The Transformation of the Self: Foucault’s Observation of the Stoics

Luke Fenech
7 min readMar 30, 2024

Foucault’s fond interest in the care of the self has led him to take a closer look at philosophy, more specifically, its transformational effect on the subject. This depiction of philosophy as a ‘self-transformative exercise’ was already written about and discussed at the Stoa around 2 millenniums before Foucault.

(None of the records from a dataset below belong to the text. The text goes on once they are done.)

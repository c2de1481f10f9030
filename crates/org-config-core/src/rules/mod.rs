//! Section rules for organization configuration validation
//!
//! One [`SectionRule`](crate::SectionRule) per top-level section. Rules are
//! pure with respect to the accumulator: they read the section's raw value
//! and the shared [`SectionContext`](crate::SectionContext) and only append
//! violations.

pub mod accounts;
pub mod environments;
pub mod github_actions;
pub mod metadata;
pub mod organization;
pub mod organizational_units;
pub mod policies;
pub mod sso;

pub use accounts::AccountsRule;
pub use environments::EnvironmentsRule;
pub use github_actions::GithubActionsRule;
pub use metadata::MetadataRule;
pub use organization::OrganizationRule;
pub use organizational_units::OrganizationalUnitsRule;
pub use policies::PoliciesRule;
pub use sso::SsoRule;

use serde_json::{Map, Value};

use crate::validation::{RuleCode, ValidationResult};

/// Path of a mapping entry below `parent`
pub(crate) fn field_path(parent: &str, key: &str) -> String {
    format!("{}.{}", parent, key)
}

/// Path of a list element below `parent`
pub(crate) fn index_path(parent: &str, index: usize) -> String {
    format!("{}[{}]", parent, index)
}

/// Borrow `value` as a mapping, reporting `EXPECTED_OBJECT` otherwise
pub(crate) fn expect_object<'a>(
    value: &'a Value,
    path: &str,
    result: &mut ValidationResult,
) -> Option<&'a Map<String, Value>> {
    let object = value.as_object();
    if object.is_none() {
        result.error(RuleCode::ExpectedObject, format!("{} must be an object", path), path);
    }
    object
}

/// Borrow `value` as a list, reporting `EXPECTED_LIST` otherwise
pub(crate) fn expect_list<'a>(
    value: &'a Value,
    path: &str,
    result: &mut ValidationResult,
) -> Option<&'a Vec<Value>> {
    let list = value.as_array();
    if list.is_none() {
        result.error(RuleCode::ExpectedList, format!("{} must be a list", path), path);
    }
    list
}

/// Borrow `value` as a string, reporting `EXPECTED_STRING` otherwise
pub(crate) fn expect_string<'a>(
    value: &'a Value,
    path: &str,
    result: &mut ValidationResult,
) -> Option<&'a str> {
    let string = value.as_str();
    if string.is_none() {
        result.error(RuleCode::ExpectedString, format!("{} must be a string", path), path);
    }
    string
}

/// Report `EXPECTED_BOOLEAN` when an `enabled`-style flag is present but not a boolean
pub(crate) fn check_optional_bool(
    object: &Map<String, Value>,
    key: &str,
    parent: &str,
    result: &mut ValidationResult,
) {
    if let Some(value) = object.get(key) {
        if !value.is_boolean() {
            let path = field_path(parent, key);
            result.error(RuleCode::ExpectedBoolean, format!("{} must be a boolean", path), path);
        }
    }
}

/// Validate a list of objects that each need a `name` field
///
/// Shared by `policies.tag_policies` and `sso.permission_sets`.
pub(crate) fn check_named_objects(value: &Value, path: &str, result: &mut ValidationResult) {
    let Some(items) = expect_list(value, path, result) else {
        return;
    };

    for (i, item) in items.iter().enumerate() {
        let item_path = index_path(path, i);
        match item.as_object() {
            None => result.error(
                RuleCode::ExpectedObject,
                format!("{} must be an object", item_path),
                item_path,
            ),
            Some(object) if !object.contains_key("name") => {
                let name_path = field_path(&item_path, "name");
                result.error(
                    RuleCode::MissingField,
                    format!("{} is required", name_path),
                    name_path,
                );
            }
            Some(_) => {}
        }
    }
}

#[cfg(test)]
mod tests {
    use super::*;
    use serde_json::json;

    #[test]
    fn test_paths() {
        assert_eq!(field_path("metadata", "name"), "metadata.name");
        assert_eq!(index_path("accounts", 2), "accounts[2]");
        assert_eq!(field_path(&index_path("accounts", 2), "email"), "accounts[2].email");
    }

    #[test]
    fn test_expect_helpers_report_shape() {
        let mut result = ValidationResult::new();
        assert!(expect_object(&json!([]), "sso", &mut result).is_none());
        assert!(expect_list(&json!({}), "accounts", &mut result).is_none());
        assert!(expect_string(&json!(3), "accounts[0].name", &mut result).is_none());
        assert!(expect_string(&json!("ok"), "accounts[1].name", &mut result).is_some());

        let codes: Vec<_> = result.errors.iter().map(|e| e.code).collect();
        assert_eq!(
            codes,
            vec![RuleCode::ExpectedObject, RuleCode::ExpectedList, RuleCode::ExpectedString]
        );
        assert_eq!(result.errors[0].message, "sso must be an object");
    }

    #[test]
    fn test_named_objects() {
        let mut result = ValidationResult::new();
        check_named_objects(
            &json!([{"name": "a"}, "b", {"description": "c"}]),
            "sso.permission_sets",
            &mut result,
        );
        assert_eq!(result.errors.len(), 2);
        assert_eq!(result.errors[0].message, "sso.permission_sets[1] must be an object");
        assert_eq!(result.errors[1].message, "sso.permission_sets[2].name is required");
        assert_eq!(result.errors[1].path, "sso.permission_sets[2].name");
    }
}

Although Foucault was not a Stoic, and his work isn’t necessarily an endorsement of Stoicism, he turned to ancient philosophy to understand the historical development of notions such as subjectivity, ethics, and philosophy ‘as a way of life’. He observed insight from the Stoics on their way of perceiving philosophy as an agent of self-transformation, and as Pierre Hadot asserts, this outlook aspires to emancipate the subject from its status quo, or better, to transcend it.

What transformation?

According to the Stoics, before any self-transformation can occur, the subject needs to acknowledge philosophy as a ‘medicine’. Foucault mentions Epictetus’s argument that first, one ought to form an image of oneself that is ‘in a state of need’, and that it needs to be ‘treated’ (through the practice of philosophy): ‘this, then, is where the philosophic life begins’. Epictetus’s Discourses continue by saying that you are not ‘treated’ after practising philosophy…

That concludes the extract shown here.